__ABOUT THIS EXERCISE__. Search the records for the string "usart", then copy each line that has it.

Saved data entries:
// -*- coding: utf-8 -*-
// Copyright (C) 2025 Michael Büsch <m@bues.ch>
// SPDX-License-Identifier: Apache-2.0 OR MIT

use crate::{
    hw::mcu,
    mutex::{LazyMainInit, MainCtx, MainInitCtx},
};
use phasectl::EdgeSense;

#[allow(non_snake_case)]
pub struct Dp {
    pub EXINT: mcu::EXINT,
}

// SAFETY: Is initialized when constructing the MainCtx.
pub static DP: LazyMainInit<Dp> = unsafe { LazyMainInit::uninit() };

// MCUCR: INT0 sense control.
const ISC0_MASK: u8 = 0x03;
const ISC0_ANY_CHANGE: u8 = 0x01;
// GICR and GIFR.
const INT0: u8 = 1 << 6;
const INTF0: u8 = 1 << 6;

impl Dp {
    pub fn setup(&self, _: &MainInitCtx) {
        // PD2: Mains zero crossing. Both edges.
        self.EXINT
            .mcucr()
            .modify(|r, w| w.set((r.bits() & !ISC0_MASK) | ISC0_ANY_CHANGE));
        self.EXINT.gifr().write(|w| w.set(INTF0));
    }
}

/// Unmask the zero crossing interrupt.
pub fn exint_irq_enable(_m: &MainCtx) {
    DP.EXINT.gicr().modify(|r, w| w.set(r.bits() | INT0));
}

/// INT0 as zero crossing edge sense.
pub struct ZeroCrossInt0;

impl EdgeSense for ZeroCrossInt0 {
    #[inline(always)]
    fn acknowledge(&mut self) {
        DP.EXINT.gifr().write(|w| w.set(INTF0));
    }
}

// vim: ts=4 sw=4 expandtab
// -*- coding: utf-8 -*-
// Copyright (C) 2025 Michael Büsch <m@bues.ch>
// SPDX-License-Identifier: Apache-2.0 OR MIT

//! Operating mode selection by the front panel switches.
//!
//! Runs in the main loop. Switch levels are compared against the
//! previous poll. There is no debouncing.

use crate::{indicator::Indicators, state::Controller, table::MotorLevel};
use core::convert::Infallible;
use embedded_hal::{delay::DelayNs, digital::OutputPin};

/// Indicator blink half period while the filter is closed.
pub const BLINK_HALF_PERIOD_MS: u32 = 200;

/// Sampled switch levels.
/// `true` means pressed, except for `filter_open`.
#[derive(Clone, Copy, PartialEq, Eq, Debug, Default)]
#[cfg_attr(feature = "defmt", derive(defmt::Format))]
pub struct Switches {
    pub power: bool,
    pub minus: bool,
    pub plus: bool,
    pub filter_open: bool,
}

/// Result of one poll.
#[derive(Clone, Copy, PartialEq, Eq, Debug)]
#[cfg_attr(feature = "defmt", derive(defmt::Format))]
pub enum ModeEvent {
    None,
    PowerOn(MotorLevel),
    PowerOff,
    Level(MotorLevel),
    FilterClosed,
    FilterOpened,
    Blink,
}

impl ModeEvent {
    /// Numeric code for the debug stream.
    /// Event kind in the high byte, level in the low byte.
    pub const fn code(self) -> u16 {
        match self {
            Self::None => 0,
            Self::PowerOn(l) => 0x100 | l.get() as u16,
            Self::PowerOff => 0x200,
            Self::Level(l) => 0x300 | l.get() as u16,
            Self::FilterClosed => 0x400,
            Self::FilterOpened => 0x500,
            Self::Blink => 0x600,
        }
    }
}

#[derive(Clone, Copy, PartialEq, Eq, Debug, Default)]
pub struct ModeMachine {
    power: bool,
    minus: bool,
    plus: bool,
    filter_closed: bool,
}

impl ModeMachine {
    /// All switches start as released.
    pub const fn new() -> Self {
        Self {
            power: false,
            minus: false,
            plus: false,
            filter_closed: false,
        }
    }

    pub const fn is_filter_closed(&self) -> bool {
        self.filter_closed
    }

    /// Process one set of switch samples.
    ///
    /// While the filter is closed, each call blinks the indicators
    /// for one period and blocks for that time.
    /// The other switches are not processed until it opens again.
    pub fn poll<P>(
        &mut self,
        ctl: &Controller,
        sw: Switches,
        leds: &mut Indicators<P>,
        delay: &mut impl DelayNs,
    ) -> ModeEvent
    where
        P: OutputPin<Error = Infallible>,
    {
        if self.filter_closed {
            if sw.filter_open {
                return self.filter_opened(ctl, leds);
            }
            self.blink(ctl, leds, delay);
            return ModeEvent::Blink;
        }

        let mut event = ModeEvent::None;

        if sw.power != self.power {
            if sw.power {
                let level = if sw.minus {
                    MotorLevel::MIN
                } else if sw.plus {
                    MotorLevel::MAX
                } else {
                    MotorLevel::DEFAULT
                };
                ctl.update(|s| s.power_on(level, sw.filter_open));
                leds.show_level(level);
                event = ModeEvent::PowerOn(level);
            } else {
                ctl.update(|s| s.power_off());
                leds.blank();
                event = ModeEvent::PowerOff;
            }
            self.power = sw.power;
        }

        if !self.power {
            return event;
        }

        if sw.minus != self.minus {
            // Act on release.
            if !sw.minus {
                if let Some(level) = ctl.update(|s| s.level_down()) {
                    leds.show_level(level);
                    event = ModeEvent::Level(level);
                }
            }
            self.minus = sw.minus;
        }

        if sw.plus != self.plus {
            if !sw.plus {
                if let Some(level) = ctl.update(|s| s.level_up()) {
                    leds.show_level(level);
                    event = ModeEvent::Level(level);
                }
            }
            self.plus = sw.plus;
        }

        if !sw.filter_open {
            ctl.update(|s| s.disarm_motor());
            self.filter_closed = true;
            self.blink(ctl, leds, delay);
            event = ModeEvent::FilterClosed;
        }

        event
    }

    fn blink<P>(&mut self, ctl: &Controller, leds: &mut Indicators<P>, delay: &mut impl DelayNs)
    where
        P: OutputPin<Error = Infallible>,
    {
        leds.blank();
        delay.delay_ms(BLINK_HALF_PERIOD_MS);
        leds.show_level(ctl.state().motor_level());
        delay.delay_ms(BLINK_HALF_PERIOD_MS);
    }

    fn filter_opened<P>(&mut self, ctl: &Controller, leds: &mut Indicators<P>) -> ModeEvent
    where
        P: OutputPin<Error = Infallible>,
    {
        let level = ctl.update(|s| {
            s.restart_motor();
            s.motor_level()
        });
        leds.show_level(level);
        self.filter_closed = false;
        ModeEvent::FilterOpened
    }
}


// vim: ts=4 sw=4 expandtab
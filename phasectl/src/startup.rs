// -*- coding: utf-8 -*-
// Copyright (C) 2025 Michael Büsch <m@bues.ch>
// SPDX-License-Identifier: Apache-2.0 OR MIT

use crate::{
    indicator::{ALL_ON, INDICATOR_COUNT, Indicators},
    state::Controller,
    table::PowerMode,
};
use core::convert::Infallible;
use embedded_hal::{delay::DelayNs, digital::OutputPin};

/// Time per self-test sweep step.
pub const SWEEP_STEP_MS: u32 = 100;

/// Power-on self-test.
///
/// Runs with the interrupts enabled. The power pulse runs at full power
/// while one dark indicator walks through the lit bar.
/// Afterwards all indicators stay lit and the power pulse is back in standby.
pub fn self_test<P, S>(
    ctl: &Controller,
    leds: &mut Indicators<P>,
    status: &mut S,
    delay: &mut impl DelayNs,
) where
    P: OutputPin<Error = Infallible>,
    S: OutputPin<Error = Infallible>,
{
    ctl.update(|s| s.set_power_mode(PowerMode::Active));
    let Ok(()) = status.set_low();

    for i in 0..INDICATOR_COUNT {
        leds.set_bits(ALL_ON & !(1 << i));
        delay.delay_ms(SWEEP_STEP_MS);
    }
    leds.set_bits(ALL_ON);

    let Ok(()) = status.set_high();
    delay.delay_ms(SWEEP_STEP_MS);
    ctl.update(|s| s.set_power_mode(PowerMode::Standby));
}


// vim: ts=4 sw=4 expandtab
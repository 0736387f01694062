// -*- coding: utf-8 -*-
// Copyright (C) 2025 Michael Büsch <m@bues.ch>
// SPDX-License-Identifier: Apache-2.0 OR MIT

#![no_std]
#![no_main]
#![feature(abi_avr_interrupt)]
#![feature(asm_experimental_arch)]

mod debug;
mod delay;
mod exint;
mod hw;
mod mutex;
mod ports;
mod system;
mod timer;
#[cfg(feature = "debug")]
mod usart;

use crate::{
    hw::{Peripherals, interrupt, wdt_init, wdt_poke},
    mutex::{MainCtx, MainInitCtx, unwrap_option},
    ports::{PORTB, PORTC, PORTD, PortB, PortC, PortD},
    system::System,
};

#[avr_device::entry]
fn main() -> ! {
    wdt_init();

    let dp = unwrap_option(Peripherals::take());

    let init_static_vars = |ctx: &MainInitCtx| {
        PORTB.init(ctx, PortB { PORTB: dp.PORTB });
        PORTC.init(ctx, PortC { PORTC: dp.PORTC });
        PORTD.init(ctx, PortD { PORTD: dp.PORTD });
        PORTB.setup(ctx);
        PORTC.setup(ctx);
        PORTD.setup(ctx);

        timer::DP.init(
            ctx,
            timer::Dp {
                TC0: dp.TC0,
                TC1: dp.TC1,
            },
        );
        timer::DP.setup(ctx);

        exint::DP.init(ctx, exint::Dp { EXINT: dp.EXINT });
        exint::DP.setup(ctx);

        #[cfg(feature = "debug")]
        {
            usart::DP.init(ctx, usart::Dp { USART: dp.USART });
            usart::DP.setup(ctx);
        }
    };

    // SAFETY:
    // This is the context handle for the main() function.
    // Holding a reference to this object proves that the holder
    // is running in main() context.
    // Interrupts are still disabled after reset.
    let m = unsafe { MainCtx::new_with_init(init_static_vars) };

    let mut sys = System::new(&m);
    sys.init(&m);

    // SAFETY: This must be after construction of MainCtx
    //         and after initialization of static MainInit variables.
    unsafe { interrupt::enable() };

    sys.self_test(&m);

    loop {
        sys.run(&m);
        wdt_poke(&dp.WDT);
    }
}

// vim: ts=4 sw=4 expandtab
==
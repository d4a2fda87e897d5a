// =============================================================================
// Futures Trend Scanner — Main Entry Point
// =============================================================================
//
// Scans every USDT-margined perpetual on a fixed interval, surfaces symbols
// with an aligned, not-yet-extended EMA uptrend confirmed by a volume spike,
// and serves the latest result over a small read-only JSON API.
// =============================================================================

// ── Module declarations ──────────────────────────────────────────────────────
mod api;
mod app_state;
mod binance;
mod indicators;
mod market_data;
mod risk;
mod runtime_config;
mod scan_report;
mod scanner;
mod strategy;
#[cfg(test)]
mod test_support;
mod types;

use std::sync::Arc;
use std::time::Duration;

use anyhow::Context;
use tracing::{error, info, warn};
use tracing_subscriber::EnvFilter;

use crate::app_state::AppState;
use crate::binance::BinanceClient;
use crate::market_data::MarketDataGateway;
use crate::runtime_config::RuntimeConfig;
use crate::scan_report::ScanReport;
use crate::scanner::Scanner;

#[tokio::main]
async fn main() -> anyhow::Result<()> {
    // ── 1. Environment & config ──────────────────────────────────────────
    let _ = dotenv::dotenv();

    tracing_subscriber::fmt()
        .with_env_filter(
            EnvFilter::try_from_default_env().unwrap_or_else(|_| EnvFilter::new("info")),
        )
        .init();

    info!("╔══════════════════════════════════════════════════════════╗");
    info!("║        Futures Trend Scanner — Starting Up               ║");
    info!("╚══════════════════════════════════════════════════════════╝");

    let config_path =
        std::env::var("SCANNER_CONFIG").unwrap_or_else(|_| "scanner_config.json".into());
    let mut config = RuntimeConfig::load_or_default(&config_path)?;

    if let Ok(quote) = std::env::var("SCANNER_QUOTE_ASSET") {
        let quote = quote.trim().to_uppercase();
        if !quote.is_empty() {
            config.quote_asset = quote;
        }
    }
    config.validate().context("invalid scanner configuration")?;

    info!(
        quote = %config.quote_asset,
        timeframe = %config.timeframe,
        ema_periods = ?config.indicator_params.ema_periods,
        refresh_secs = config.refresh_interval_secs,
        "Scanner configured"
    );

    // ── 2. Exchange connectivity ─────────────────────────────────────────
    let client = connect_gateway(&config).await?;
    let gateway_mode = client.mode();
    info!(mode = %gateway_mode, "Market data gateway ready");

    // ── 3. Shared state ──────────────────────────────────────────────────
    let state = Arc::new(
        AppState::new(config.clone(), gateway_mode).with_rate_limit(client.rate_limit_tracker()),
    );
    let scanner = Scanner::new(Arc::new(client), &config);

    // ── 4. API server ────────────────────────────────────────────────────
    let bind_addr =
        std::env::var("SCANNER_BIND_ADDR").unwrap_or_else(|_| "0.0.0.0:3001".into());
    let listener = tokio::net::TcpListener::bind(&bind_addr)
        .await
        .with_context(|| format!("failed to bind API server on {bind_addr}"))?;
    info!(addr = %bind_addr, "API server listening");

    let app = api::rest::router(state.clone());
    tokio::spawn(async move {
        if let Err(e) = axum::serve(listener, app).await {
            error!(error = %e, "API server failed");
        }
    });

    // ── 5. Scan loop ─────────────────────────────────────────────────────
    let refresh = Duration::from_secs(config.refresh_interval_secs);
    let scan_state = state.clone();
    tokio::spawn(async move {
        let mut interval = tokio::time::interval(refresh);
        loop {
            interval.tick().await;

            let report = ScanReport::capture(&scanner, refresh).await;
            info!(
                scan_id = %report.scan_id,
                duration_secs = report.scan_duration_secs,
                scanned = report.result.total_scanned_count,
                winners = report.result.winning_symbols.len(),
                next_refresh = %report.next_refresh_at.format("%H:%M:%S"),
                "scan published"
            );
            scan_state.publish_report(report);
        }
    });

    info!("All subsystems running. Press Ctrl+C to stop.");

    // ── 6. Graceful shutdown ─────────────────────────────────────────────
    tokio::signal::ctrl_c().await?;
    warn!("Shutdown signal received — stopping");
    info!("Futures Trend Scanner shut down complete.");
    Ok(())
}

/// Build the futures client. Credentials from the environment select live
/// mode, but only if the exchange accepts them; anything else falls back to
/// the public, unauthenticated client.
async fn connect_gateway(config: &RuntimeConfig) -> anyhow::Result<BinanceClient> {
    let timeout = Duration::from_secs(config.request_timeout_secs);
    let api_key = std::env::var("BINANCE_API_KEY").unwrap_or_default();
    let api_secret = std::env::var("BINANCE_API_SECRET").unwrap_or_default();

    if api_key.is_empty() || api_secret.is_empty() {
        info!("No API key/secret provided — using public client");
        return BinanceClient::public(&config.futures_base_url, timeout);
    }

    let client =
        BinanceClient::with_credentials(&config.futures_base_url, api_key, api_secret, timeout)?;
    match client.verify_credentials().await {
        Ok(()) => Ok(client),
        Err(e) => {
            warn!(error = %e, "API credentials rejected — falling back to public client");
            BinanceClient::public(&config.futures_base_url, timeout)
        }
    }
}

__ANSWER SPACE__.
mod usart;
            usart::DP.init(ctx, usart::Dp { USART: dp.USART });
            usart::DP.setup(ctx);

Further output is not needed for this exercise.